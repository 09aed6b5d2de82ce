#![forbid(unsafe_code)]

//! How program entities become symbols and terms.
//!
//! A non-constant variable `x` is a function of time, `x(tp)`; arrays take
//! the position as a second argument, `a(tp, pos)`. Constants drop the time
//! argument. In two-trace mode every value function and every
//! last-iteration function takes a trailing `Trace` argument, bound by the
//! `tr` quantifier around each top-level statement.

use std::sync::Arc;

use tlv_logic::{Formula, LogicError, Registry, Symbol, Term, Theory};
use tlv_program::{BoolExpr, CmpOp, IntExpr, Variable, WhileStatement};

type Result<T> = std::result::Result<T, LogicError>;

pub const POSITION_VAR: &str = "pos";
pub const TRACE_VAR: &str = "tr";
pub const ITERATOR_PREFIX: &str = "It_";
pub const LAST_ITERATION_PREFIX: &str = "n_";

pub struct Encoding<'r> {
    registry: &'r Registry,
    theory: Theory<'r>,
    trace: Option<Arc<Symbol>>,
    position: Arc<Symbol>,
}

impl<'r> Encoding<'r> {
    pub fn new(registry: &'r Registry, two_traces: bool) -> Self {
        let trace = two_traces.then(|| Symbol::variable(TRACE_VAR, registry.trace_sort()));
        Self {
            registry,
            theory: Theory::new(registry),
            trace,
            position: Symbol::variable(POSITION_VAR, registry.int_sort()),
        }
    }

    pub fn theory(&self) -> &Theory<'r> {
        &self.theory
    }

    pub fn two_traces(&self) -> bool {
        self.trace.is_some()
    }

    /// The bound trace variable, present only in two-trace mode.
    pub fn trace_symbol(&self) -> Option<&Arc<Symbol>> {
        self.trace.as_ref()
    }

    /// The bound position variable used by every array frame condition.
    pub fn position_symbol(&self) -> &Arc<Symbol> {
        &self.position
    }

    fn push_trace(&self, args: &mut Vec<Term>) {
        if let Some(tr) = &self.trace {
            args.push(Term::var(tr));
        }
    }

    pub fn variable_symbol(&self, var: &Variable) -> Result<Arc<Symbol>> {
        let mut domain = Vec::new();
        if !var.is_constant {
            domain.push(self.registry.time_sort());
        }
        if var.is_array {
            domain.push(self.registry.int_sort());
        }
        if self.two_traces() {
            domain.push(self.registry.trace_sort());
        }
        self.registry
            .fetch_or_declare_symbol(&var.name, domain, self.registry.int_sort(), false)
    }

    /// Value of a scalar variable at `tp`.
    pub fn value_at(&self, var: &Variable, tp: &Term) -> Result<Term> {
        let symbol = self.variable_symbol(var)?;
        let mut args = Vec::new();
        if !var.is_constant {
            args.push(tp.clone());
        }
        self.push_trace(&mut args);
        Term::app(&symbol, args)
    }

    /// Value of array `var` at position `index` and time-point `tp`.
    pub fn array_value_at(&self, var: &Variable, tp: &Term, index: Term) -> Result<Term> {
        let symbol = self.variable_symbol(var)?;
        let mut args = Vec::new();
        if !var.is_constant {
            args.push(tp.clone());
        }
        args.push(index);
        self.push_trace(&mut args);
        Term::app(&symbol, args)
    }

    /// Location symbol of a statement nested in `enclosing_loops` loops.
    pub fn location_symbol(&self, location: &str, enclosing_loops: usize) -> Result<Arc<Symbol>> {
        let time = self.registry.time_sort();
        let domain = vec![Arc::clone(&time); enclosing_loops];
        self.registry.fetch_or_declare_symbol(location, domain, time, false)
    }

    /// Location symbol of a loop head: one iteration argument per enclosing
    /// loop plus one for the loop itself.
    pub fn loop_location_symbol(&self, w: &WhileStatement) -> Result<Arc<Symbol>> {
        self.location_symbol(&w.location, w.enclosing_loops.len() + 1)
    }

    pub fn iterator_symbol(&self, loop_location: &str) -> Arc<Symbol> {
        Symbol::variable(format!("{ITERATOR_PREFIX}{loop_location}"), self.registry.time_sort())
    }

    pub fn iterator_term(&self, loop_location: &str) -> Term {
        Term::var(&self.iterator_symbol(loop_location))
    }

    /// Iterator terms of the given loops, in the given order.
    pub fn iterator_terms(&self, loops: &[String]) -> Vec<Term> {
        loops.iter().map(|l| self.iterator_term(l)).collect()
    }

    pub fn last_iteration_symbol(&self, w: &WhileStatement) -> Result<Arc<Symbol>> {
        let time = self.registry.time_sort();
        let mut domain = vec![Arc::clone(&time); w.enclosing_loops.len()];
        if self.two_traces() {
            domain.push(self.registry.trace_sort());
        }
        let name = format!("{LAST_ITERATION_PREFIX}{}", w.location);
        self.registry.fetch_or_declare_symbol(&name, domain, time, false)
    }

    /// The iteration in which the loop condition first fails, one per
    /// iteration of every enclosing loop and, in two-trace mode, per trace.
    pub fn last_iteration_term(&self, w: &WhileStatement) -> Result<Term> {
        let symbol = self.last_iteration_symbol(w)?;
        let mut args = self.iterator_terms(&w.enclosing_loops);
        self.push_trace(&mut args);
        Term::app(&symbol, args)
    }

    pub fn int_term(&self, expr: &IntExpr, tp: &Term) -> Result<Term> {
        let th = &self.theory;
        match expr {
            IntExpr::Constant(n) => th.int_constant(*n),
            IntExpr::Variable(var) => self.value_at(var, tp),
            IntExpr::ArrayRead { array, index } => {
                let index = self.int_term(index, tp)?;
                self.array_value_at(array, tp, index)
            }
            IntExpr::Add(lhs, rhs) => th.int_add(self.int_term(lhs, tp)?, self.int_term(rhs, tp)?),
            IntExpr::Sub(lhs, rhs) => th.int_sub(self.int_term(lhs, tp)?, self.int_term(rhs, tp)?),
            IntExpr::Mul(lhs, rhs) => th.int_mul(self.int_term(lhs, tp)?, self.int_term(rhs, tp)?),
            IntExpr::Neg(operand) => th.int_neg(self.int_term(operand, tp)?),
        }
    }

    pub fn bool_formula(&self, expr: &BoolExpr, tp: &Term) -> Result<Formula> {
        let th = &self.theory;
        match expr {
            BoolExpr::Constant(true) => th.bool_true(),
            BoolExpr::Constant(false) => th.bool_false(),
            BoolExpr::Compare { op, lhs, rhs } => {
                let lhs = self.int_term(lhs, tp)?;
                let rhs = self.int_term(rhs, tp)?;
                match op {
                    CmpOp::Lt => th.int_less(lhs, rhs),
                    CmpOp::Le => th.int_less_eq(lhs, rhs),
                    CmpOp::Gt => th.int_greater(lhs, rhs),
                    CmpOp::Ge => th.int_greater_eq(lhs, rhs),
                    CmpOp::Eq => Formula::equality(lhs, rhs),
                    CmpOp::Ne => Formula::disequality(lhs, rhs),
                }
            }
            BoolExpr::And(parts) => Ok(Formula::conjunction(
                parts
                    .iter()
                    .map(|p| self.bool_formula(p, tp))
                    .collect::<Result<Vec<_>>>()?,
            )),
            BoolExpr::Or(parts) => Ok(Formula::disjunction(
                parts
                    .iter()
                    .map(|p| self.bool_formula(p, tp))
                    .collect::<Result<Vec<_>>>()?,
            )),
            BoolExpr::Not(inner) => Ok(Formula::negation(self.bool_formula(inner, tp)?)),
        }
    }
}
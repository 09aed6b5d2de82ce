#![forbid(unsafe_code)]

mod error;
mod formula;
mod problem;
mod registry;
pub mod sort;
mod symbol;
mod term;
mod theory;

pub use error::{LogicError, Result};
pub use formula::{Formula, FormulaKind};
pub use problem::Problem;
pub use registry::Registry;
pub use sort::Sort;
pub use symbol::Symbol;
pub use term::Term;
pub use theory::Theory;
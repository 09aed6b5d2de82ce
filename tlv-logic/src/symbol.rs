#![forbid(unsafe_code)]

use std::fmt;
use std::sync::Arc;

use crate::sort::Sort;
use crate::theory;

/// A function or predicate name together with its signature.
///
/// Registered symbols come from [`crate::Registry::fetch_or_declare_symbol`].
/// Bound variables are built with [`Symbol::variable`] and never enter a
/// registry, so they are never declared.
#[derive(Clone, Debug, PartialEq, Eq, Hash)]
pub struct Symbol {
    pub name: String,
    pub arg_sorts: Vec<Arc<Sort>>,
    pub range: Arc<Sort>,
    pub interpreted: bool,
}

impl Symbol {
    pub fn variable(name: impl Into<String>, sort: Arc<Sort>) -> Arc<Symbol> {
        Arc::new(Symbol {
            name: name.into(),
            arg_sorts: Vec::new(),
            range: sort,
            interpreted: false,
        })
    }

    pub fn arity(&self) -> usize {
        self.arg_sorts.len()
    }

    pub fn is_predicate(&self) -> bool {
        self.range.is_bool()
    }

    /// Human-readable signature, e.g. `(Time Int) -> Int`.
    pub fn signature(&self) -> String {
        let args = self
            .arg_sorts
            .iter()
            .map(|s| s.name.as_str())
            .collect::<Vec<_>>()
            .join(" ");
        let kind = if self.interpreted { "interpreted" } else { "free" };
        format!("({args}) -> {} [{kind}]", self.range)
    }

    pub fn same_signature(&self, other: &Symbol) -> bool {
        self.arg_sorts == other.arg_sorts
            && self.range == other.range
            && self.interpreted == other.interpreted
    }

    /// Name used in solver text. Interpreted symbols map to their theory
    /// operator; everything else keeps its own name.
    pub fn smtlib_name(&self) -> &str {
        if self.interpreted {
            if let Some(op) = theory::smtlib_operator(&self.name) {
                return op;
            }
        }
        &self.name
    }

    /// `declare-fun` line for free symbols, empty for interpreted ones.
    pub fn declaration(&self) -> String {
        if self.interpreted {
            return String::new();
        }
        let args = self
            .arg_sorts
            .iter()
            .map(|s| s.name.as_str())
            .collect::<Vec<_>>()
            .join(" ");
        format!("(declare-fun {} ({args}) {})\n", self.name, self.range)
    }
}

impl fmt::Display for Symbol {
    fn fmt(&self, f: &mut fmt::Formatter<'_>) -> fmt::Result {
        f.write_str(&self.name)
    }
}
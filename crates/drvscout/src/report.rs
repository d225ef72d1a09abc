//! The three report sections, printed to stdout in a fixed order.
//!
//! Every section is a title, a header row, a rule line, and zero or more
//! data rows. Column widths match the header widths so the pipes line up;
//! the last column is unpadded.

use owo_colors::OwoColorize;
use tracing::warn;

use drvscout_common::kernel_log::KernelLog;
use drvscout_common::modules::{self, LoadedModule};
use drvscout_common::sysfs::{self, BoundDevice};
use drvscout_common::table;
use drvscout_common::urls::SearchUrls;

const ACTIVE_WIDTHS: &[usize] = &[22, 18, 65, 65, 45, 0];
const MODULE_WIDTHS: &[usize] = &[22, 10, 20, 65, 65, 0];
const BOOTLOG_WIDTHS: &[usize] = &[22, 65, 65, 45, 0];

/// Drivers currently bound to devices on the scanned buses.
pub fn active_drivers(log: &KernelLog) {
    println!("{}\n", "🐧️ Active Device Drivers (from /sys)".bold());

    let header = table::format_row(
        &[
            "Device",
            "Driver",
            "Patchwork Search",
            "GitHub Code Search",
            "Mailing List Search",
            "Relevant dmesg Log",
        ],
        ACTIVE_WIDTHS,
    );
    println!("{header}");
    println!("{}", table::separator(&header));

    for device in sysfs::active_drivers() {
        println!("{}", active_row(&device, log));
    }
}

/// Everything `lsmod` reports, one row per module.
pub fn loaded_modules() {
    println!("\n{}\n", "🐧️ All Loaded Kernel Modules (from lsmod)".bold());

    let header = table::format_row(
        &[
            "Module",
            "Size",
            "Used by",
            "Patchwork Search",
            "GitHub Code Search",
            "Mailing List Search",
        ],
        MODULE_WIDTHS,
    );
    println!("{header}");
    println!("{}", table::separator(&header));

    match modules::loaded_modules() {
        Ok(list) => {
            for module in &list {
                println!("{}", module_row(module));
            }
        }
        Err(err) => {
            warn!("module listing failed: {err}");
            println!("{}", "Could not execute the 'lsmod' command.".yellow());
        }
    }
}

/// Driver names mined from the captured boot log, sorted and filtered.
pub fn bootlog_drivers(log: &KernelLog) {
    println!("\n{}\n", "🐧️ Drivers from dmesg Log (Unique, Filtered)".bold());

    let header = table::format_row(
        &[
            "Detected Driver",
            "Patchwork Search",
            "GitHub Code Search",
            "Mailing List Search",
            "Relevant dmesg Log",
        ],
        BOOTLOG_WIDTHS,
    );
    println!("{header}");
    println!("{}", table::separator(&header));

    for driver in log.driver_candidates() {
        println!("{}", bootlog_row(&driver, log));
    }
}

fn active_row(device: &BoundDevice, log: &KernelLog) -> String {
    let urls = SearchUrls::for_name(&device.driver);
    let excerpt = log.relevant_line(&device.driver);
    table::format_row(
        &[
            device.device.as_str(),
            device.driver.as_str(),
            urls.patchwork.as_str(),
            urls.github.as_str(),
            urls.lkml.as_str(),
            excerpt.as_str(),
        ],
        ACTIVE_WIDTHS,
    )
}

fn module_row(module: &LoadedModule) -> String {
    let urls = SearchUrls::for_name(&module.name);
    let size = module.size.to_string();
    let used_by = module.used_by_display();
    table::format_row(
        &[
            module.name.as_str(),
            size.as_str(),
            used_by.as_str(),
            urls.patchwork.as_str(),
            urls.github.as_str(),
            urls.lkml.as_str(),
        ],
        MODULE_WIDTHS,
    )
}

fn bootlog_row(driver: &str, log: &KernelLog) -> String {
    let urls = SearchUrls::for_name(driver);
    let excerpt = log.relevant_line(driver);
    table::format_row(
        &[
            driver,
            urls.patchwork.as_str(),
            urls.github.as_str(),
            urls.lkml.as_str(),
            excerpt.as_str(),
        ],
        BOOTLOG_WIDTHS,
    )
}
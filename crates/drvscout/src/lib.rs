//! drvscout library - exposes the report sections for testing.

pub mod report;
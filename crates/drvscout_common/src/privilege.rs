//! Effective-UID check.
//!
//! Reading the kernel ring buffer needs root on most distributions
//! (`kernel.dmesg_restrict=1`), so the CLI refuses to start without it.

/// Check if we're running as root.
pub fn is_root() -> bool {
    unsafe { libc::geteuid() == 0 }
}
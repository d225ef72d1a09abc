//! External command capture.
//!
//! Both commands drvscout shells out to (`dmesg -k`, `lsmod`) go through
//! [`capture_stdout`]: run once, block until exit, keep stdout as text,
//! discard stderr. A missing binary and a non-zero exit are recoverable
//! outcomes for the callers and get their own error variants.

use std::io;
use std::process::{Command, Stdio};

use thiserror::Error;

/// Why a captured command produced no usable output.
#[derive(Debug, Error)]
pub enum ExecError {
    #[error("command not found: {0}")]
    NotFound(String),

    #[error("`{command}` exited with {status}")]
    Failed {
        command: String,
        status: std::process::ExitStatus,
    },

    #[error("failed to launch `{command}`: {source}")]
    Launch {
        command: String,
        #[source]
        source: io::Error,
    },
}

/// Run `program` with `args`, returning captured stdout on a zero exit.
///
/// No timeout is applied; a hang in the external command hangs the run.
pub fn capture_stdout(program: &str, args: &[&str]) -> Result<String, ExecError> {
    let output = Command::new(program)
        .args(args)
        .stdin(Stdio::null())
        .stderr(Stdio::null())
        .output()
        .map_err(|err| match err.kind() {
            io::ErrorKind::NotFound => ExecError::NotFound(program.to_string()),
            _ => ExecError::Launch {
                command: program.to_string(),
                source: err,
            },
        })?;

    if !output.status.success() {
        return Err(ExecError::Failed {
            command: program.to_string(),
            status: output.status,
        });
    }

    Ok(String::from_utf8_lossy(&output.stdout).into_owned())
}
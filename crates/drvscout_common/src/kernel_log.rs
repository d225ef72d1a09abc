//! Kernel boot log capture and driver-name extraction.
//!
//! Sources:
//! - `dmesg -k` - kernel-only ring buffer, captured once per run
//!
//! The captured lines are shared read-only by the active-driver report
//! (log annotation) and the boot-log report (candidate extraction), so the
//! command is never re-run per driver.

use std::collections::HashSet;
use std::sync::LazyLock;

use regex::Regex;
use tracing::debug;

use crate::exec::{self, ExecError};

/// Longest log excerpt printed in a table cell, ellipsis included.
pub const LOG_EXCERPT_MAX_WIDTH: usize = 55;

/// Kernel subsystems that flood the boot log but are not board drivers.
/// Sorted; membership is checked with `binary_search` on the lowercased name.
const NOISE_BLOCKLIST: &[&str] = &[
    "acpi",
    "alternatives",
    "apparmor",
    "audit",
    "blacklist",
    "cacheinfo",
    "cma",
    "console",
    "device-mapper",
    "devtmpfs",
    "dma",
    "dmi",
    "drop_monitor",
    "efi",
    "efivars",
    "evm",
    "ftrace",
    "fuse",
    "gic",
    "gicv3",
    "hrtimer",
    "hugetlb",
    "hw-breakpoint",
    "ima",
    "input",
    "integrity",
    "iommu",
    "its",
    "kauditd_printk_skb",
    "kernel",
    "landlock",
    "lr",
    "lsm",
    "mce",
    "memory",
    "microcode",
    "net",
    "netlabel",
    "nr_irqs",
    "numa",
    "pc",
    "pcpu-alloc",
    "percpu",
    "pid_max",
    "pm",
    "pnp",
    "printk",
    "psci",
    "pstore",
    "random",
    "rcu",
    "sched_clock",
    "scsi",
    "sdei",
    "secureboot",
    "serial",
    "slub",
    "smccc",
    "smp",
    "sp",
    "squashfs",
    "sve",
    "systemd",
    "tainted",
    "tcp",
    "thermal_sys",
    "vfs",
    "warning",
    "workingset",
    "yama",
];

/// `[   12.345678] name: rest` - the shape a candidate line must have.
static LOG_LINE: LazyLock<Regex> =
    LazyLock::new(|| Regex::new(r"^\[\s*\d+\.\d+\]\s*([^:]+):").unwrap());

/// Leading `[   12.345678] ` timestamp, stripped from excerpts.
static TIMESTAMP_PREFIX: LazyLock<Regex> =
    LazyLock::new(|| Regex::new(r"^\[\s*\d+\.\d+\]\s*").unwrap());

/// Per-CPU / loop-device / x86-feature index names (`CPU0`, `loop3`, `x2`).
static INDEX_NAME: LazyLock<Regex> = LazyLock::new(|| Regex::new(r"^(?:CPU|loop|x)\d*$").unwrap());

/// NVMe namespace block devices (`nvme0n1`); `nvme_core` must survive.
static NVME_NAMESPACE: LazyLock<Regex> = LazyLock::new(|| Regex::new(r"^nvme\d+n\d+$").unwrap());

/// One immutable snapshot of the kernel ring buffer.
#[derive(Debug, Clone, Default)]
pub struct KernelLog {
    lines: Vec<String>,
}

impl KernelLog {
    /// Capture `dmesg -k` once. Callers decide how to degrade on failure;
    /// an empty log is a valid snapshot, not an error.
    pub fn capture() -> Result<Self, ExecError> {
        let stdout = exec::capture_stdout("dmesg", &["-k"])?;
        Ok(Self::from_lines(stdout.lines()))
    }

    pub fn from_lines<I, S>(lines: I) -> Self
    where
        I: IntoIterator<Item = S>,
        S: Into<String>,
    {
        Self {
            lines: lines.into_iter().map(Into::into).collect(),
        }
    }

    pub fn line_count(&self) -> usize {
        self.lines.len()
    }

    /// First log line mentioning `driver_name`, cleaned for display.
    ///
    /// A line matches if it contains ` name: ` or `[name]`; names with
    /// underscores are also tried with hyphens, since drivers register
    /// under either spelling. The match is returned with the timestamp
    /// prefix stripped, trimmed, and cut to [`LOG_EXCERPT_MAX_WIDTH`].
    /// Returns the empty string when nothing matches.
    pub fn relevant_line(&self, driver_name: &str) -> String {
        let mut patterns = vec![format!(" {driver_name}: "), format!("[{driver_name}]")];
        if driver_name.contains('_') {
            let hyphenated = driver_name.replace('_', "-");
            patterns.push(format!(" {hyphenated}: "));
            patterns.push(format!("[{hyphenated}]"));
        }

        for line in &self.lines {
            if patterns.iter().any(|pattern| line.contains(pattern.as_str())) {
                return trim_excerpt(line);
            }
        }

        String::new()
    }

    /// Unique driver names detected in the log, lexically sorted.
    ///
    /// Every line shaped like `[ts] token: ...` contributes its leading
    /// token (any `@address` suffix dropped); tokens that are empty,
    /// contain whitespace, are purely numeric, sit on the noise blocklist,
    /// or look like per-index device names are discarded.
    pub fn driver_candidates(&self) -> Vec<String> {
        let mut found = HashSet::new();
        for line in &self.lines {
            if let Some(name) = candidate_from_line(line) {
                found.insert(name);
            }
        }

        let mut names: Vec<String> = found.into_iter().collect();
        names.sort();
        debug!(
            "{} driver candidates in {} log lines",
            names.len(),
            self.lines.len()
        );
        names
    }
}

/// Strip the timestamp, trim, and enforce the excerpt width.
fn trim_excerpt(line: &str) -> String {
    let cleaned = TIMESTAMP_PREFIX.replace(line, "");
    let cleaned = cleaned.trim();
    if cleaned.chars().count() > LOG_EXCERPT_MAX_WIDTH {
        let head: String = cleaned.chars().take(LOG_EXCERPT_MAX_WIDTH - 3).collect();
        return format!("{head}...");
    }
    cleaned.to_string()
}

fn candidate_from_line(line: &str) -> Option<String> {
    let caps = LOG_LINE.captures(line)?;
    let raw = caps.get(1)?.as_str().trim();
    let name = raw.split('@').next().unwrap_or(raw);

    if name.is_empty()
        || name.chars().any(char::is_whitespace)
        || name.chars().all(|c| c.is_ascii_digit())
        || is_noise(name)
    {
        return None;
    }

    Some(name.to_string())
}

fn is_noise(name: &str) -> bool {
    let lower = name.to_lowercase();
    NOISE_BLOCKLIST.binary_search(&lower.as_str()).is_ok()
        || INDEX_NAME.is_match(name)
        || NVME_NAMESPACE.is_match(name)
}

• Exercise details
Among the lines above, find those carrying the word "WhileStatement" and copy them out.

• Result
use tlv_program::{BoolExpr, CmpOp, IntExpr, Variable, WhileStatement};
    pub fn loop_location_symbol(&self, w: &WhileStatement) -> Result<Arc<Symbol>> {
    pub fn last_iteration_symbol(&self, w: &WhileStatement) -> Result<Arc<Symbol>> {
    pub fn last_iteration_term(&self, w: &WhileStatement) -> Result<Term> {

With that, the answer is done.